//! # MoneyTrail Graph
//!
//! Transaction graph construction and structural analytics.
//!
//! ## Components
//!
//! ### Construction
//! - `GraphBuilder` - merged weighted directed graph, lenient or strict
//!
//! ### Node Metrics
//! - `NodeMetricsCalculator` - flows, degrees, centralities, communities
//! - `DegreeCentrality`, `BetweennessCentrality`, `ClosenessCentrality`,
//!   `EigenvectorCentrality`
//!
//! ### Community Detection
//! - `LouvainCommunity`, `GreedyModularity`, `LabelPropagation` behind
//!   the `CommunityStrategy` trait
//!
//! ### Cycles
//! - `SimpleCycles` - budgeted simple cycle enumeration
//!
//! ### Topology
//! - `GraphSummary` - density, weak components, top entities

#![warn(missing_docs)]
#![warn(clippy::all)]

pub mod builder;
pub mod centrality;
pub mod community;
pub mod cycles;
pub mod metrics;
pub mod topology;

// Common graph types
pub mod types;

/// Prelude for convenient imports.
pub mod prelude {
    pub use crate::builder::*;
    pub use crate::centrality::*;
    pub use crate::community::*;
    pub use crate::cycles::*;
    pub use crate::metrics::*;
    pub use crate::topology::*;
    pub use crate::types::*;
}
-----
* **Exercise objective**: Return exactly the lines above from the line that has "### Node Metrics" through the line that has "pub mod topology;", inclusive, and nothing else.

* **Output for this exercise**:
//! ### Node Metrics
//! - `NodeMetricsCalculator` - flows, degrees, centralities, communities
//! - `DegreeCentrality`, `BetweennessCentrality`, `ClosenessCentrality`,
//!   `EigenvectorCentrality`
//!
//! ### Community Detection
//! - `LouvainCommunity`, `GreedyModularity`, `LabelPropagation` behind
//!   the `CommunityStrategy` trait
//!
//! ### Cycles
//! - `SimpleCycles` - budgeted simple cycle enumeration
//!
//! ### Topology
//! - `GraphSummary` - density, weak components, top entities

#![warn(missing_docs)]
#![warn(clippy::all)]

pub mod builder;
pub mod centrality;
pub mod community;
pub mod cycles;
pub mod metrics;
pub mod topology;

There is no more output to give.